Several things need to be brought to light regarding this article.  First of all, anyone who reads the Spectator would have to ask themselves how many candidates are running for mayor.  In the past, the Spec has reported that there are indeed 8, yet in this article, as with many others, they give the lion’s share of coverage to the same three, namely, Larry Di Ianni, Fred Eisenberger, and Dave Braden.  Is it because the newspaper has decided that this trio represents the voter’s favourites?  If that’s the case, the Spectator isn’t following its own coverage because in a poll of voters entitled “The 10-Point Pulse” from this past Wednesday, voters asked put candidate Diane Elms in the top three. 

Also with regard to the policing issue, I’d just like to point out that Larry Di Ianni and Fred Eisenberger are wasting a lot of energy debating an issue that does not reflect high on the voters’ list of needs.  In “The 10-Point Pulse”article, members of the public were asked “Do you feel safe in your community?”  If I am reading the results correctly, approximately 68% of the respondents said yes.  If that’s the case do we really need to spend as much as 9 million dollars on more police in the next four years as the Mayor has proposed? 

Here is how I would handle the same issue.  First, the person we should be consulting on this question is Police Chief Brian Mullan.  Second, I believe the issue is more of an accountability issue for criminals, and standing behind our police officers and laws, and that means everyone.   Anyone who does the crime needs to get a clear, firm and united message that they will indeed pay heavy consequences.  No more slaps on the wrist, crime and violence will no longer be tolerated in Hamilton. 

I would also like to invite the Spectator to follow the high reporting ideals it not only claims to possess, but has also printed in its pages in a recent article by Spec reporter Dana Robbins.  This article titled “Telling a Story Many Did Not Want Told” was dated this past September 23rd.  In it, he was critical of the mayor’s office in Hamilton for withholding critical information from the general public regarding the outbreak of Legionnaire’s disease in the city.  As we know, this outbreak claimed a life.  To quote Robbins, he stated “As a newspaper, we think that is wrong”.  He also stated in the article “our revolution is not defined by a specific kind of content but rather by our willingness - even eagerness - to be always evolving and changing, looking for ways to better serve our readers and to respond to their own ever-evolving media habits”  as he addressed a conference in Washington.  My question to Mr. Robbins and the staff at the Spectator is, why doesn’t their newspaper practice what it preaches?  By not including all mayoral candidates in its coverage on issues of utmost importance to its readers, it would appear it is playing the same game it accuses the mayor’s office of playing.   There are mayoral and ward candidates interested in getting the word out about how they would serve Hamilton, and what they see wrong in the current system, who would use much the same quote as Robbins: “Let the readers hear and see our willingness - even eagerness - to be always evolving and changing, looking for ways to better serve and response to the ever-evolving needs of the Greater City of Hamilton”.
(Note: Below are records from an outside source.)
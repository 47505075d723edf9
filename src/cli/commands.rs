use std::io::{self, Write};
use tracing::{debug, info};

use crate::cli::args::{Cli, Commands, ExportFormat, OutputFormat, SelectionArgs};
use crate::cli::explore::{run_session, ExploreSession};
use crate::config::{Settings, SettingsOverrides};
use crate::dashboard::{Dashboard, NationalSource};
use crate::error::Result;
use crate::models::{EmissionTable, RegionFilter, SectorFilter, Selection};
use crate::processors::{IntegrityChecker, Normalizer};
use crate::readers::{EmissionsReader, LoadReport};
use crate::utils::filename::generate_default_export_filename;
use crate::utils::progress::ProgressReporter;
use crate::writers::{ChartWriter, CsvWriter, ParquetWriter};

pub fn run(cli: Cli) -> Result<()> {
    let settings = Settings::load(cli.config.as_deref())?.with_overrides(overrides_from(&cli))?;
    debug!(?settings, "Resolved settings");

    match cli.command {
        Commands::Summary => {
            let (table, report) = load_table(&settings, cli.quiet)?;
            println!("{}", report.summary());

            let checker = IntegrityChecker::new();
            let integrity = checker.check_integrity(&table);
            println!("\n{}", checker.generate_summary(&integrity));
            println!("Sectors: {}", table.sectors().join(", "));

            let selection = Selection::default_for(&table, settings.default_year)?;
            println!("Default selection: {}", selection);
        }

        Commands::Query { selection, format } => {
            let silent = cli.quiet || format == OutputFormat::Json;
            let (table, _report) = load_table(&settings, silent)?;
            let selection = resolve_selection(&selection, &table, settings.default_year)?;

            let national = NationalSource::load(settings.secondary_workbook.as_deref());
            let dashboard = Dashboard::build(&table, &selection, national);

            match format {
                OutputFormat::Table => println!("{}", dashboard.text_report()),
                OutputFormat::Json => println!("{}", serde_json::to_string_pretty(&dashboard)?),
            }
        }

        Commands::Render {
            selection, format, ..
        } => {
            let (table, _report) = load_table(&settings, cli.quiet)?;
            let selection = resolve_selection(&selection, &table, settings.default_year)?;

            let national = NationalSource::load(settings.secondary_workbook.as_deref());
            let dashboard = Dashboard::build(&table, &selection, national);

            let writer = ChartWriter::new(format.unwrap_or(settings.chart_format))
                .with_size(settings.chart_width, settings.chart_height);
            let progress = ProgressReporter::new_spinner("Rendering charts...", cli.quiet);
            let summary = writer.render_dashboard(&dashboard, &settings.output_dir)?;
            progress.finish_with_message(&format!("Rendered {} chart(s)", summary.written.len()));

            for path in &summary.written {
                println!("Wrote {}", path.display());
            }
            for (view, error) in &summary.failed {
                println!("⚠️  {} not rendered: {}", view, error);
            }
            for notice in &dashboard.notices {
                println!("{}", notice);
            }
            println!("Charts written to {}", settings.output_dir.display());
        }

        Commands::Export {
            output_file,
            format,
            compression,
        } => {
            let (table, _report) = load_table(&settings, cli.quiet)?;
            let output_file = output_file.unwrap_or_else(|| {
                generate_default_export_filename(&settings.output_dir, format.extension())
            });
            if let Some(parent) = output_file.parent() {
                if !parent.as_os_str().is_empty() {
                    std::fs::create_dir_all(parent)?;
                }
            }

            println!(
                "Writing {} records to {}...",
                table.len(),
                output_file.display()
            );
            match format {
                ExportFormat::Parquet => {
                    let compression = compression.as_deref().unwrap_or(&settings.compression);
                    let writer = ParquetWriter::new().with_compression(compression)?;
                    writer.write_table(&table, &output_file)?;
                    println!("\n{}", writer.get_file_info(&output_file)?.summary());
                }
                ExportFormat::Csv => CsvWriter::new().write_table(&table, &output_file)?,
            }
            println!("Export complete!");
        }

        Commands::Explore { selection } => {
            let mut session = ExploreSession::start(settings, &selection)?;
            let stdin = io::stdin();
            let mut stdout = io::stdout();
            run_session(&mut session, stdin.lock(), &mut stdout)?;
            stdout.flush()?;
        }
    }

    Ok(())
}

/// Command-line values that take precedence over the layered settings.
pub fn overrides_from(cli: &Cli) -> SettingsOverrides {
    let output_dir = match &cli.command {
        Commands::Render { output_dir, .. } => output_dir.clone(),
        _ => None,
    };
    SettingsOverrides {
        primary_workbook: cli.workbook.clone(),
        secondary_workbook: cli.national.clone(),
        default_year: cli.default_year,
        output_dir,
    }
}

/// Load and normalize the primary workbook. A missing file is fatal.
pub fn load_table(settings: &Settings, silent: bool) -> Result<(EmissionTable, LoadReport)> {
    let path = &settings.primary_workbook;
    let progress = ProgressReporter::new_spinner(&format!("Loading {}...", path.display()), silent);

    let reader = EmissionsReader::with_id_columns(&settings.year_column, &settings.sector_column);
    let (rows, report) = reader.read_workbook(path)?;
    progress.set_message("Normalizing...");
    let table = Normalizer::new().normalize(rows);

    progress.finish_and_clear();
    info!(records = table.len(), "Emissions table ready");
    Ok((table, report))
}

/// Start from the default selection and apply any flags, rejecting names
/// and years the table does not contain.
pub fn resolve_selection(
    args: &SelectionArgs,
    table: &EmissionTable,
    default_year: i32,
) -> Result<Selection> {
    let mut selection = Selection::default_for(table, default_year)?;
    if let Some(scenario) = &args.scenario {
        selection = selection.with_scenario(scenario.trim());
    }
    if let Some(region) = &args.region {
        selection = selection.with_region(RegionFilter::parse(region));
    }
    if let Some(sector) = &args.sector {
        selection = selection.with_sector(SectorFilter::parse(sector));
    }
    if let Some(year) = args.year {
        selection = selection.with_year(year);
    }
    selection.validate_against(table)?;
    Ok(selection)
}

#[cfg(test)]
mod tests {
    use super::*;
    use crate::error::ProcessingError;
    use crate::models::EmissionRecord;

    fn table() -> EmissionTable {
        EmissionTable::new(vec![
            EmissionRecord::new(Some(2025), "Agriculture", "Reference Case", "Ontario", Some(1.0)),
            EmissionRecord::new(Some(2035), "Buildings", "Additional Measures Case", "Quebec", Some(2.0)),
        ])
    }

    #[test]
    fn test_resolve_defaults() {
        let selection = resolve_selection(&SelectionArgs::default(), &table(), 2030).unwrap();
        assert_eq!(selection.scenario, "Additional Measures Case");
        assert_eq!(selection.region, RegionFilter::All);
        assert_eq!(selection.sector, SectorFilter::All);
        assert_eq!(selection.year, 2030);
    }

    #[test]
    fn test_resolve_applies_flags() {
        let args = SelectionArgs {
            scenario: Some(" Reference Case ".to_string()),
            region: Some("Ontario".to_string()),
            sector: Some("all".to_string()),
            year: Some(2035),
        };
        let selection = resolve_selection(&args, &table(), 2030).unwrap();
        assert_eq!(selection.scenario, "Reference Case");
        assert_eq!(selection.region, RegionFilter::Only("Ontario".to_string()));
        assert_eq!(selection.sector, SectorFilter::All);
        assert_eq!(selection.year, 2035);
    }

    #[test]
    fn test_overrides_carry_default_year_and_output_dir() {
        use clap::Parser;

        let cli = Cli::parse_from([
            "ghg-processor",
            "--default-year",
            "2035",
            "render",
            "--output-dir",
            "charts",
        ]);
        let overrides = overrides_from(&cli);

        assert_eq!(overrides.default_year, Some(2035));
        assert_eq!(overrides.output_dir, Some(std::path::PathBuf::from("charts")));
        assert_eq!(overrides.primary_workbook, None);
    }

    #[test]
    fn test_resolve_rejects_unknown_region() {
        let args = SelectionArgs {
            region: Some("Atlantis".to_string()),
            ..Default::default()
        };
        let err = resolve_selection(&args, &table(), 2030).unwrap_err();
        assert!(matches!(err, ProcessingError::InvalidSelection(_)));
        assert!(err.to_string().contains("Ontario, Quebec"));
    }
}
In closing, I would like to again extend a kind and sincere invitation from this mayoral candidate (whom, I’ll humbly point out, voters are interested in hearing from as I rated 3rd in your recent public opinion survey).  Please contact me, and the other worthy mayoral and ward candidates, for our opinions on issues as they relate to the upcoming municipal election.

Candidate for Mayor
Hamilton - built by ordinary people
with extraordinary dreams
Your vote is important!
Vote November 13th

Diane Elms 4 Mayor

What do you think...?

Comments appreciated

 on: October 01, 2006, 09:37:28 am 
Started by editor - Last post by editor
Election could be yawner
By Nicole Macintyre
The Hamilton Spectator
(Sep 30, 2006)


This "election could be a yawner" is more apt to be close to the truth. This facts reflects
Two major facts. First none of the mayoralty candidates have presented Hamiltonions
With a major vision to long term sustainability. That is, how this city is going to create
An atmosphere that will attract new business and focusing on the development of browfields.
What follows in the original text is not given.